A l’image d’un Dieu surplombant la terre, ligne droite et verticale, j’imagine désormais un Dieu circulaire, une pensée dynamique qui parcours tout ce qui est. Dialogue certes entre Dieu –Père, Fils, Esprit- mais aussi avec les créatures minérales, végétales, animales et avec tous les astres du cosmos infini. Il n’y a plus “fuite” du temps, mais flux, , à la fois permanent et mobile »4. Un souffle constant entraîne dans son dynamisme circulaire, créateur de liens, tant les êtres inanimés que les vivants d’une vie végétale ou animale, instinctive ou spirituelle.
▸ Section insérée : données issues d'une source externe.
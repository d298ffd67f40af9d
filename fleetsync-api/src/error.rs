//! Error Types for the fleetsync API
//!
//! This module defines error handling for the HTTP layer:
//! - ApiError struct for structured error responses
//! - ErrorCode enum for categorizing errors and owning the status mapping
//! - IntoResponse implementation for Axum HTTP responses
//! - Conversions from the core `FleetError` taxonomy
//!
//! All errors are serialized as JSON with appropriate HTTP status codes.

use axum::{
    http::StatusCode,
    response::{IntoResponse, Response},
    Json,
};
use fleetsync_core::{
    AgentError, ConfigError, ConflictError, DispatchError, FleetError, StorageError,
};
use serde::{Deserialize, Serialize};
use std::fmt;

// ============================================================================
// ERROR CODE ENUM
// ============================================================================

/// Error codes for API responses.
///
/// Each error code maps to a specific HTTP status code. Callers use the
/// code, not the status, to tell "agent offline" (`TIMEOUT`) apart from
/// "agent rejected the command" (`AGENT_FAILURE`).
#[derive(Debug, Clone, Copy, PartialEq, Eq, Hash, Serialize, Deserialize)]
#[cfg_attr(feature = "openapi", derive(utoipa::ToSchema))]
#[serde(rename_all = "SCREAMING_SNAKE_CASE")]
pub enum ErrorCode {
    // ========================================================================
    // Validation Errors (400, 422)
    // ========================================================================
    /// Request validation failed
    ValidationFailed,

    /// Request contains invalid input data
    InvalidInput,

    /// No conflict policy applies to the path and type
    PolicyMissing,

    /// Resolved data was rejected by the policy validator
    ResolutionRejected,

    // ========================================================================
    // Not Found Errors (404)
    // ========================================================================
    /// Requested agent has never reported
    AgentNotFound,

    /// Requested command is unknown or was purged
    CommandNotFound,

    /// Requested conflict is unknown or was evicted from the log
    ConflictNotFound,

    // ========================================================================
    // Conflict Errors (409)
    // ========================================================================
    /// Another caller is already waiting for this command
    AlreadyAwaited,

    /// Operation conflicts with current state
    StateConflict,

    // ========================================================================
    // Upstream Errors (502, 504)
    // ========================================================================
    /// The agent answered and reported failure
    AgentFailure,

    /// The agent did not answer in time
    Timeout,

    // ========================================================================
    // Server Errors (500, 503)
    // ========================================================================
    /// Internal server error
    InternalError,

    /// Service is temporarily unavailable
    ServiceUnavailable,
}

impl ErrorCode {
    /// Get the HTTP status code for this error code.
    pub fn status_code(&self) -> StatusCode {
        match self {
            ErrorCode::ValidationFailed | ErrorCode::InvalidInput => StatusCode::BAD_REQUEST,

            ErrorCode::PolicyMissing | ErrorCode::ResolutionRejected => {
                StatusCode::UNPROCESSABLE_ENTITY
            }

            ErrorCode::AgentNotFound
            | ErrorCode::CommandNotFound
            | ErrorCode::ConflictNotFound => StatusCode::NOT_FOUND,

            ErrorCode::AlreadyAwaited | ErrorCode::StateConflict => StatusCode::CONFLICT,

            ErrorCode::AgentFailure => StatusCode::BAD_GATEWAY,
            ErrorCode::Timeout => StatusCode::GATEWAY_TIMEOUT,

            ErrorCode::ServiceUnavailable => StatusCode::SERVICE_UNAVAILABLE,
            ErrorCode::InternalError => StatusCode::INTERNAL_SERVER_ERROR,
        }
    }

    /// Get a default message for this error code.
    pub fn default_message(&self) -> &'static str {
        match self {
            ErrorCode::ValidationFailed => "Request validation failed",
            ErrorCode::InvalidInput => "Invalid input data",
            ErrorCode::PolicyMissing => "No conflict policy applies",
            ErrorCode::ResolutionRejected => "Resolved data failed validation",
            ErrorCode::AgentNotFound => "Agent not found",
            ErrorCode::CommandNotFound => "Command not found",
            ErrorCode::ConflictNotFound => "Conflict not found",
            ErrorCode::AlreadyAwaited => "Command response is already awaited",
            ErrorCode::StateConflict => "Operation conflicts with current state",
            ErrorCode::AgentFailure => "Agent reported failure",
            ErrorCode::Timeout => "Agent did not respond in time",
            ErrorCode::InternalError => "Internal server error",
            ErrorCode::ServiceUnavailable => "Service temporarily unavailable",
        }
    }
}

impl fmt::Display for ErrorCode {
    fn fmt(&self, f: &mut fmt::Formatter<'_>) -> fmt::Result {
        write!(f, "{:?}", self)
    }
}

// ============================================================================
// API ERROR STRUCT
// ============================================================================

/// Structured error response for API operations.
#[derive(Debug, Clone, PartialEq, Serialize, Deserialize)]
#[cfg_attr(feature = "openapi", derive(utoipa::ToSchema))]
pub struct ApiError {
    /// Error code categorizing the error
    pub code: ErrorCode,

    /// Human-readable error message
    pub message: String,

    /// Optional additional details
    #[serde(skip_serializing_if = "Option::is_none")]
    #[cfg_attr(feature = "openapi", schema(value_type = Option<Object>))]
    pub details: Option<serde_json::Value>,
}

impl ApiError {
    /// Create a new ApiError with the given code and message.
    pub fn new(code: ErrorCode, message: impl Into<String>) -> Self {
        Self {
            code,
            message: message.into(),
            details: None,
        }
    }

    /// Create an error using the code's default message.
    pub fn from_code(code: ErrorCode) -> Self {
        Self::new(code, code.default_message())
    }

    /// Add details to this error.
    pub fn with_details(mut self, details: serde_json::Value) -> Self {
        self.details = Some(details);
        self
    }

    /// Get the HTTP status code for this error.
    pub fn status_code(&self) -> StatusCode {
        self.code.status_code()
    }

    pub fn validation_failed(message: impl Into<String>) -> Self {
        Self::new(ErrorCode::ValidationFailed, message)
    }

    pub fn invalid_input(message: impl Into<String>) -> Self {
        Self::new(ErrorCode::InvalidInput, message)
    }

    pub fn agent_not_found(agent_id: impl fmt::Display) -> Self {
        Self::new(ErrorCode::AgentNotFound, format!("Agent {} not found", agent_id))
    }

    pub fn command_not_found(command_id: impl fmt::Display) -> Self {
        Self::new(
            ErrorCode::CommandNotFound,
            format!("Command {} not found", command_id),
        )
    }

    pub fn conflict_not_found(conflict_id: impl fmt::Display) -> Self {
        Self::new(
            ErrorCode::ConflictNotFound,
            format!("Conflict {} not found", conflict_id),
        )
    }

    pub fn state_conflict(message: impl Into<String>) -> Self {
        Self::new(ErrorCode::StateConflict, message)
    }

    pub fn internal_error(message: impl Into<String>) -> Self {
        Self::new(ErrorCode::InternalError, message)
    }

    pub fn service_unavailable(message: impl Into<String>) -> Self {
        Self::new(ErrorCode::ServiceUnavailable, message)
    }
}

impl fmt::Display for ApiError {
    fn fmt(&self, f: &mut fmt::Formatter<'_>) -> fmt::Result {
        write!(f, "{}: {}", self.code, self.message)
    }
}

impl std::error::Error for ApiError {}

/// Convert ApiError into an HTTP response.
///
/// ```ignore
/// async fn handler() -> Result<Json<Response>, ApiError> {
///     Err(ApiError::agent_not_found("display-7"))
/// }
/// ```
impl IntoResponse for ApiError {
    fn into_response(self) -> Response {
        let status = self.status_code();
        let body = Json(self);
        (status, body).into_response()
    }
}

// ============================================================================
// CONVERSIONS FROM CORE ERRORS
// ============================================================================

impl From<AgentError> for ApiError {
    fn from(err: AgentError) -> Self {
        match err {
            AgentError::NotFound { agent_id } => ApiError::agent_not_found(agent_id),
        }
    }
}

impl From<DispatchError> for ApiError {
    fn from(err: DispatchError) -> Self {
        let message = err.to_string();
        match err {
            DispatchError::NotFound { command_id } => ApiError::command_not_found(command_id),
            DispatchError::Timeout {
                command_id,
                timeout_ms,
            } => ApiError::new(ErrorCode::Timeout, message).with_details(serde_json::json!({
                "command_id": command_id,
                "timeout_ms": timeout_ms,
            })),
            DispatchError::AgentFailure {
                command_id,
                message: agent_message,
            } => ApiError::new(ErrorCode::AgentFailure, message).with_details(serde_json::json!({
                "command_id": command_id,
                "agent_error": agent_message,
            })),
            DispatchError::AlreadyAwaited { .. } => ApiError::new(ErrorCode::AlreadyAwaited, message),
            DispatchError::Cancelled { .. } => ApiError::service_unavailable(message),
        }
    }
}

impl From<ConflictError> for ApiError {
    fn from(err: ConflictError) -> Self {
        let message = err.to_string();
        match err {
            ConflictError::NotFound { conflict_id } => ApiError::conflict_not_found(conflict_id),
            ConflictError::PolicyMissing { .. } => ApiError::new(ErrorCode::PolicyMissing, message),
            ConflictError::ValidationFailure { .. } | ConflictError::MergeFailed { .. } => {
                ApiError::new(ErrorCode::ResolutionRejected, message)
            }
            ConflictError::AlreadyResolved { .. } | ConflictError::DuplicatePolicy { .. } => {
                ApiError::state_conflict(message)
            }
            ConflictError::InvalidPattern { .. } | ConflictError::InsufficientSources { .. } => {
                ApiError::validation_failed(message)
            }
        }
    }
}

impl From<StorageError> for ApiError {
    fn from(err: StorageError) -> Self {
        tracing::error!("Storage error: {:?}", err);
        ApiError::internal_error("Coordinator state is unavailable")
    }
}

impl From<ConfigError> for ApiError {
    fn from(err: ConfigError) -> Self {
        tracing::error!("Configuration error: {:?}", err);
        ApiError::internal_error(err.to_string())
    }
}

impl From<FleetError> for ApiError {
    fn from(err: FleetError) -> Self {
        match err {
            FleetError::Storage(e) => e.into(),
            FleetError::Agent(e) => e.into(),
            FleetError::Dispatch(e) => e.into(),
            FleetError::Conflict(e) => e.into(),
            FleetError::Config(e) => e.into(),
            FleetError::Broadcast(e) => {
                tracing::error!("Broadcast error surfaced to a caller: {:?}", e);
                ApiError::internal_error(e.to_string())
            }
        }
    }
}

impl From<serde_json::Error> for ApiError {
    fn from(err: serde_json::Error) -> Self {
        tracing::error!("JSON serialization error: {:?}", err);
        ApiError::invalid_input(format!("Invalid JSON: {}", err))
    }
}

// ============================================================================
// RESULT TYPE ALIAS
// ============================================================================

/// Result type alias for API operations.
pub type ApiResult<T> = Result<T, ApiError>;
Me vient alors le souvenir du psaume 138 où Dieu chemine à nos côtés :
Tu me scrutes, Seigneur, et tu sais !
Tu sais quand je m’assois, quand je me lève ;
de très loin tu pénètres mes pensées.
Que je marche ou me repose, tu le vois,
tous mes chemins te sont familiers.
Avant qu’un mot ne parvienne à mes lèvres,
déjà, Seigneur, tu le sais
Tu me devances et me poursuis, tu m’enserres,
tu as mis la main sur moi.
Savoir prodigieux qui me dépasse,
hauteur que je ne puis atteindre !
Où donc aller, loin de ton souffle ?
où m’enfuir, loin de ta face ?
Je gravis les cieux : tu es là ;
je descends chez les morts : te voici.
Je prends les ailes de l’aurore
et me pose au-delà des mers :
même là, ta main me conduit,
Ta main droite me saisit.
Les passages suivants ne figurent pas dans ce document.